Task item:
Whenever a line in the records below contains "backend", pick it out.

(Dataset entries)
..............................

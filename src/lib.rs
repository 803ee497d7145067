//! lintx-runner library
//!
//! This crate provides the sandboxed execution pipeline behind the runner:
//! - Language registry mapping identifiers to compile/run recipes
//! - Per-request staging workspaces with guaranteed cleanup
//! - Container backend with hard deadlines and forced teardown
//! - HTTP and MCP front ends, plus structured critique parsing

pub mod backend;
pub mod config;
pub mod error;
pub mod executor;
pub mod feedback;
pub mod http;
pub mod language;
pub mod mcp;
pub mod workspace;

pub use error::{Error, Result};
pub use executor::{ExecutionProfile, ExecutionResult, Executor, Outcome};
pub use language::{Language, LanguageRecipe};
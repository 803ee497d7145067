//! Per-request staging workspaces.
//!
//! Every request gets its own directory under the shared staging root,
//! named by a random 128-bit identifier. Only that directory is mounted
//! into the container, so concurrent requests never see each other's files
//! or build artifacts.

use std::io;
use std::path::{Path, PathBuf};
use std::time::SystemTime;

use tracing::{debug, warn};
use uuid::Uuid;

use crate::error::{Error, Result};

/// Creates workspaces under a shared staging root.
#[derive(Debug, Clone)]
pub struct WorkspaceManager {
    staging_root: PathBuf,
    mount_point: String,
}

impl WorkspaceManager {
    /// Create the manager, creating the staging root if it does not exist.
    ///
    /// The root is canonicalized because container runtimes require an
    /// absolute host path for bind mounts.
    pub fn new(staging_root: impl AsRef<Path>, mount_point: impl Into<String>) -> Result<Self> {
        let staging_root = staging_root.as_ref();
        std::fs::create_dir_all(staging_root).map_err(|e| {
            Error::workspace(
                format!("Failed to create staging root {}", staging_root.display()),
                e,
            )
        })?;
        let staging_root = staging_root.canonicalize().map_err(|e| {
            Error::workspace(
                format!("Failed to resolve staging root {}", staging_root.display()),
                e,
            )
        })?;

        Ok(Self {
            staging_root,
            mount_point: mount_point.into(),
        })
    }

    /// Absolute path of the staging root.
    pub fn staging_root(&self) -> &Path {
        &self.staging_root
    }

    /// In-container mount point of every workspace.
    pub fn mount_point(&self) -> &str {
        &self.mount_point
    }

    /// Stage `source_code` in a fresh workspace.
    ///
    /// On failure nothing is left behind under the staging root.
    pub async fn acquire(&self, source_code: &str, extension: &str) -> Result<Workspace> {
        let id = Uuid::new_v4().simple().to_string();
        let host_dir = self.staging_root.join(&id);

        tokio::fs::create_dir(&host_dir).await.map_err(|e| {
            Error::workspace(
                format!("Failed to create workspace {}", host_dir.display()),
                e,
            )
        })?;

        // From here on the guard owns the directory and removes it if the
        // write below fails.
        let workspace = Workspace {
            source_name: format!("{id}{extension}"),
            id,
            host_dir,
            container_dir: self.mount_point.clone(),
            created_at: SystemTime::now(),
            released: false,
        };

        tokio::fs::write(workspace.host_source(), source_code)
            .await
            .map_err(|e| {
                Error::workspace(
                    format!("Failed to write {}", workspace.host_source().display()),
                    e,
                )
            })?;

        debug!(workspace = %workspace.id, bytes = source_code.len(), "Workspace acquired");
        Ok(workspace)
    }
}

/// One request's staging directory.
///
/// Removed by [`Workspace::release`], or on drop if release was never
/// reached.
#[derive(Debug)]
pub struct Workspace {
    id: String,
    host_dir: PathBuf,
    container_dir: String,
    source_name: String,
    created_at: SystemTime,
    released: bool,
}

impl Workspace {
    /// The random identifier naming this workspace.
    pub fn id(&self) -> &str {
        &self.id
    }

    /// Host directory bind-mounted into the container.
    pub fn host_dir(&self) -> &Path {
        &self.host_dir
    }

    /// Directory the workspace is mounted at inside the container.
    pub fn container_dir(&self) -> &str {
        &self.container_dir
    }

    /// Host path of the staged source file.
    pub fn host_source(&self) -> PathBuf {
        self.host_dir.join(&self.source_name)
    }

    /// In-container path of the staged source file.
    pub fn container_source(&self) -> String {
        format!(
            "{}/{}",
            self.container_dir.trim_end_matches('/'),
            self.source_name
        )
    }

    pub const fn created_at(&self) -> SystemTime {
        self.created_at
    }

    /// Remove the workspace directory and everything in it.
    ///
    /// Idempotent: an already-removed directory is not an error.
    pub async fn release(mut self) -> Result<()> {
        self.released = true;
        match tokio::fs::remove_dir_all(&self.host_dir).await {
            Ok(()) => {
                debug!(workspace = %self.id, "Workspace released");
                Ok(())
            }
            Err(e) if e.kind() == io::ErrorKind::NotFound => Ok(()),
            Err(e) => Err(Error::workspace(
                format!("Failed to remove workspace {}", self.host_dir.display()),
                e,
            )),
        }
    }
}

impl Drop for Workspace {
    fn drop(&mut self) {
        if self.released {
            return;
        }
        match std::fs::remove_dir_all(&self.host_dir) {
            Ok(()) => debug!(workspace = %self.id, "Workspace removed on drop"),
            Err(e) if e.kind() == io::ErrorKind::NotFound => {}
            Err(e) => warn!(workspace = %self.id, error = %e, "Failed to remove workspace"),
        }
    }
}

#[cfg(test)]
mod tests {
    use super::*;
    use std::collections::HashSet;

    fn manager(dir: &tempfile::TempDir) -> WorkspaceManager {
        WorkspaceManager::new(dir.path().join("sandbox"), "/home/runner").unwrap()
    }

    #[test]
    fn new_creates_absolute_staging_root() {
        let dir = tempfile::tempdir().unwrap();
        let manager = manager(&dir);
        assert!(manager.staging_root().is_absolute());
        assert!(manager.staging_root().is_dir());
        assert_eq!(manager.mount_point(), "/home/runner");
    }

    #[test]
    fn new_fails_when_root_is_a_file() {
        let dir = tempfile::tempdir().unwrap();
        let file = dir.path().join("not-a-dir");
        std::fs::write(&file, "x").unwrap();

        let err = WorkspaceManager::new(&file, "/home/runner").unwrap_err();
        assert!(matches!(err, Error::Workspace { .. }));
    }

    #[tokio::test]
    async fn acquire_writes_source() {
        let dir = tempfile::tempdir().unwrap();
        let manager = manager(&dir);

        let ws = manager.acquire("print('hi')", ".py").await.unwrap();

        assert_eq!(ws.id().len(), 32);
        assert!(ws.host_dir().starts_with(manager.staging_root()));
        assert_eq!(
            std::fs::read_to_string(ws.host_source()).unwrap(),
            "print('hi')"
        );
        assert_eq!(
            ws.container_source(),
            format!("/home/runner/{}.py", ws.id())
        );
        assert_eq!(ws.container_dir(), "/home/runner");
        assert!(ws.created_at() <= SystemTime::now());

        ws.release().await.unwrap();
    }

    #[tokio::test]
    async fn release_removes_artifacts() {
        let dir = tempfile::tempdir().unwrap();
        let manager = manager(&dir);

        let ws = manager.acquire("int main() {}", ".cpp").await.unwrap();
        let host_dir = ws.host_dir().to_path_buf();
        std::fs::write(host_dir.join("a.out"), b"\x7fELF").unwrap();

        ws.release().await.unwrap();
        assert!(!host_dir.exists());
    }

    #[tokio::test]
    async fn release_is_idempotent() {
        let dir = tempfile::tempdir().unwrap();
        let manager = manager(&dir);

        let ws = manager.acquire("", ".js").await.unwrap();
        std::fs::remove_dir_all(ws.host_dir()).unwrap();

        ws.release().await.unwrap();
    }

    #[tokio::test]
    async fn drop_removes_unreleased_workspace() {
        let dir = tempfile::tempdir().unwrap();
        let manager = manager(&dir);

        let ws = manager.acquire("print(1)", ".py").await.unwrap();
        let host_dir = ws.host_dir().to_path_buf();
        assert!(host_dir.exists());

        drop(ws);
        assert!(!host_dir.exists());
    }

    #[tokio::test]
    async fn acquire_fails_closed() {
        let dir = tempfile::tempdir().unwrap();
        let manager = manager(&dir);
        std::fs::remove_dir(manager.staging_root()).unwrap();

        let err = manager.acquire("print(1)", ".py").await.unwrap_err();
        assert!(matches!(err, Error::Workspace { .. }));
        assert!(!manager.staging_root().exists());
    }

    #[tokio::test]
    async fn failed_write_removes_new_workspace() {
        let dir = tempfile::tempdir().unwrap();
        let manager = manager(&dir);

        // The directory is created, then the write targets a missing subdirectory
        let err = manager
            .acquire("print(1)", "/missing/sub.py")
            .await
            .unwrap_err();

        assert!(matches!(err, Error::Workspace { .. }));
        assert!(err.to_string().contains("Failed to write"));
        assert_eq!(
            std::fs::read_dir(manager.staging_root()).unwrap().count(),
            0
        );
    }

    #[tokio::test]
    async fn concurrent_workspaces_are_distinct() {
        let dir = tempfile::tempdir().unwrap();
        let manager = manager(&dir);

        let mut handles = Vec::new();
        for i in 0..32 {
            let manager = manager.clone();
            handles.push(tokio::spawn(async move {
                let code = format!("print({i})");
                let ws = manager.acquire(&code, ".py").await.unwrap();
                let staged = std::fs::read_to_string(ws.host_source()).unwrap();
                assert_eq!(staged, code);
                let id = ws.id().to_string();
                ws.release().await.unwrap();
                id
            }));
        }

        let mut ids = HashSet::new();
        for handle in handles {
            assert!(ids.insert(handle.await.unwrap()));
        }
        assert_eq!(
            std::fs::read_dir(manager.staging_root()).unwrap().count(),
            0
        );
    }
}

..............................

Answer section:
//! - Container backend with hard deadlines and forced teardown
pub mod backend;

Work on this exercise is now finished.